Authors: Matthias Rempel (HAO/NSF NCAR), Georgios Chintzoglou (LMSAL)

We present a data-inspired simulation of NOAA active region AR 11158. To this end we simulate the formation of a collisional polarity inversion line (cPIL) by moving sunspots in a quadrupolar configuration along the centroid positions extracted from AR 11158. This process builds up free energy in the corona exceeding 4*10^32 erg, out of which about 2*10^32 erg are released in a X-flare followed by series of smaller flares in the B to M range. The 4 strongest flares are associated with coronal mass ejections. About 1-2 hours prior to the X-flare, we see the formation of a magnetic flux rope (MFR) located above the cPIL. About 5 minutes before the flare, we see an upflow at chromospheric heights associated with a slow rise of the MFR. At the time when the first signatures of the starting eruption are visible in synthetic EUV emission, parts of the MFR enter regions with a decay index larger than 1.5, indicating that the flare initiation is consistent with the torus instability. Comparing the series of flares in this simulation to properties of observed flares, we find a comparable trend between flare energy and GOES X-ray flux, but flare duration falls into the short end of the observed solar distribution.
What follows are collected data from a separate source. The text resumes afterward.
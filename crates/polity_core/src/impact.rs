//! Domain impact translation.
//!
//! Turns a domain's selection into the modifiers consumed by economic and
//! fiscal calculations outside the engine. Multiplicative factors compound
//! (each component's factor, then `1 + fraction` per same-domain synergy
//! and `1 - fraction` per same-domain conflict). Nothing here is clamped;
//! consumers bound the values for their own purposes.

use std::collections::BTreeMap;

use serde::{Deserialize, Serialize};

use crate::data::InteractionKind;
use crate::domain::Domain;
use crate::interactions::InteractionSet;
use crate::math::{fixed_map_serde, fixed_serde, percent, Fixed};
use crate::registry::ComponentRegistry;
use crate::selection::Selections;

/// Modifiers produced by one domain (or a combination of domains).
#[derive(Debug, Clone, PartialEq, Eq, Hash, Serialize, Deserialize)]
pub struct DomainImpact {
    /// Multiplier on economic growth.
    #[serde(with = "fixed_serde")]
    pub economic_growth_multiplier: Fixed,
    /// Multiplier on tax collection.
    #[serde(with = "fixed_serde")]
    pub tax_collection_multiplier: Fixed,
    /// Additive stability points.
    pub stability_delta: i32,
    /// Additive legitimacy points.
    pub legitimacy_delta: i32,
    /// Sector multipliers. Only sectors some selected component declares
    /// are present; absent sectors are neutral.
    #[serde(with = "fixed_map_serde")]
    pub sector_multipliers: BTreeMap<String, Fixed>,
}

impl Default for DomainImpact {
    fn default() -> Self {
        Self::neutral()
    }
}

impl DomainImpact {
    /// Impact of an empty selection: every multiplier `1.0`, every delta `0`.
    #[must_use]
    pub fn neutral() -> Self {
        Self {
            economic_growth_multiplier: Fixed::ONE,
            tax_collection_multiplier: Fixed::ONE,
            stability_delta: 0,
            legitimacy_delta: 0,
            sector_multipliers: BTreeMap::new(),
        }
    }

    /// Multiplier for a sector, `1.0` when no component declares it.
    #[must_use]
    pub fn sector_multiplier(&self, sector: &str) -> Fixed {
        self.sector_multipliers
            .get(sector)
            .copied()
            .unwrap_or(Fixed::ONE)
    }

    /// Compose several impacts into one.
    ///
    /// Multipliers multiply, deltas add, sector maps merge multiplicatively.
    #[must_use]
    pub fn combine<'a>(impacts: impl IntoIterator<Item = &'a DomainImpact>) -> Self {
        let mut combined = Self::neutral();
        for impact in impacts {
            combined.economic_growth_multiplier = combined
                .economic_growth_multiplier
                .saturating_mul(impact.economic_growth_multiplier);
            combined.tax_collection_multiplier = combined
                .tax_collection_multiplier
                .saturating_mul(impact.tax_collection_multiplier);
            combined.stability_delta = combined.stability_delta.saturating_add(impact.stability_delta);
            combined.legitimacy_delta = combined.legitimacy_delta.saturating_add(impact.legitimacy_delta);
            for (sector, factor) in &impact.sector_multipliers {
                let entry = combined
                    .sector_multipliers
                    .entry(sector.clone())
                    .or_insert(Fixed::ONE);
                *entry = entry.saturating_mul(*factor);
            }
        }
        combined
    }
}

/// Translate one domain's selection into impact modifiers.
///
/// Interaction stability deltas are applied to `stability_delta`;
/// `legitimacy_delta` is the plain sum of component contributions.
#[must_use]
pub fn translate_impact(
    domain: Domain,
    registry: &ComponentRegistry,
    selections: &Selections,
    interactions: &InteractionSet,
) -> DomainImpact {
    let mut impact = DomainImpact::neutral();

    for component in selections
        .get(domain)
        .iter()
        .filter_map(|id| registry.get(domain, id.as_str()))
    {
        let data = &component.impact;
        impact.economic_growth_multiplier = impact
            .economic_growth_multiplier
            .saturating_mul(percent(data.economic));
        impact.tax_collection_multiplier = impact
            .tax_collection_multiplier
            .saturating_mul(percent(data.tax));
        impact.stability_delta = impact.stability_delta.saturating_add(data.stability);
        impact.legitimacy_delta = impact.legitimacy_delta.saturating_add(data.legitimacy);

        for (sector, factor) in &data.sectors {
            let entry = impact
                .sector_multipliers
                .entry(sector.clone())
                .or_insert(Fixed::ONE);
            *entry = entry.saturating_mul(percent(*factor));
        }
    }

    for interaction in interactions.within(domain) {
        let factor = match interaction.kind {
            InteractionKind::Synergy => Fixed::ONE.saturating_add(interaction.fraction()),
            InteractionKind::Conflict => Fixed::ONE.saturating_sub(interaction.fraction()),
        };
        impact.economic_growth_multiplier = impact.economic_growth_multiplier.saturating_mul(factor);
        impact.tax_collection_multiplier = impact.tax_collection_multiplier.saturating_mul(factor);
        impact.stability_delta = impact.stability_delta.saturating_add(interaction.stability);
    }

    impact
}

#[cfg(test)]
mod tests {
    use super::*;
    use crate::config::EngineConfig;
    use crate::domain::ComponentId;
    use crate::interactions::detect_interactions;

    fn translate(domain: Domain, ids: &[&str]) -> DomainImpact {
        let registry = ComponentRegistry::builtin().unwrap();
        let mut selections = Selections::new();
        selections
            .replace(&registry, domain, ids.iter().map(|s| ComponentId::from(*s)))
            .unwrap();
        let interactions = detect_interactions(&registry, &selections, &EngineConfig::default());
        translate_impact(domain, &registry, &selections, &interactions)
    }

    fn approx(value: Fixed, expected: f64) -> bool {
        (value.to_num::<f64>() - expected).abs() < 1e-6
    }

    #[test]
    fn test_empty_selection_is_neutral() {
        let impact = translate(Domain::Economy, &[]);
        assert_eq!(impact, DomainImpact::neutral());
        assert_eq!(impact.sector_multiplier("technology"), Fixed::ONE);
    }

    #[test]
    fn test_synergy_compounds_multiplicatively() {
        // 1.20 * 1.15 * (1 + 0.10)
        let impact = translate(
            Domain::Government,
            &["professional_bureaucracy", "rule_of_law"],
        );
        assert!(approx(impact.economic_growth_multiplier, 1.20 * 1.15 * 1.10));
        assert!(approx(impact.tax_collection_multiplier, 1.15 * 1.10 * 1.10));
        // 4 + 6 component stability, +3 from the rule
        assert_eq!(impact.stability_delta, 13);
        assert_eq!(impact.legitimacy_delta, 11);
    }

    #[test]
    fn test_conflict_reduces_multipliers() {
        // 1.06 * 0.96 * (1 - 0.20)
        let impact = translate(
            Domain::Government,
            &["democratic_process", "autocratic_process"],
        );
        assert!(approx(impact.economic_growth_multiplier, 1.06 * 0.96 * 0.80));
        assert_eq!(impact.stability_delta, 2 + 6 - 8);
    }

    #[test]
    fn test_sector_map_is_sparse() {
        let impact = translate(Domain::Government, &["rule_of_law", "independent_judiciary"]);
        assert_eq!(impact.sector_multipliers.len(), 1);
        assert!(approx(impact.sector_multiplier("finance"), 1.10 * 1.08));
        assert_eq!(impact.sector_multiplier("mining"), Fixed::ONE);
    }

    #[test]
    fn test_combine_multiplies_and_adds() {
        let gov = translate(Domain::Government, &["rule_of_law"]);
        let eco = translate(Domain::Economy, &["free_market_system"]);
        let combined = DomainImpact::combine([&gov, &eco]);

        assert!(approx(combined.economic_growth_multiplier, 1.15 * 1.18));
        assert_eq!(combined.stability_delta, 6 - 2);
        assert!(approx(combined.sector_multiplier("finance"), 1.10 * 1.12));
        assert!(approx(combined.sector_multiplier("services"), 1.10));
    }
}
As a consequence, energy fluxes into the flare ribbons can be substantial, reaching 10^13 erg/cm^2/s for the simulated X-flare. The X-flare causes step-function like changes of the horizontal magnetic field in the photosphere, a propagation of a momentum pulse into the convection zone and quasi-periodic pulsations in the volume of the corona with periods from sub seconds to multiple 10 seconds.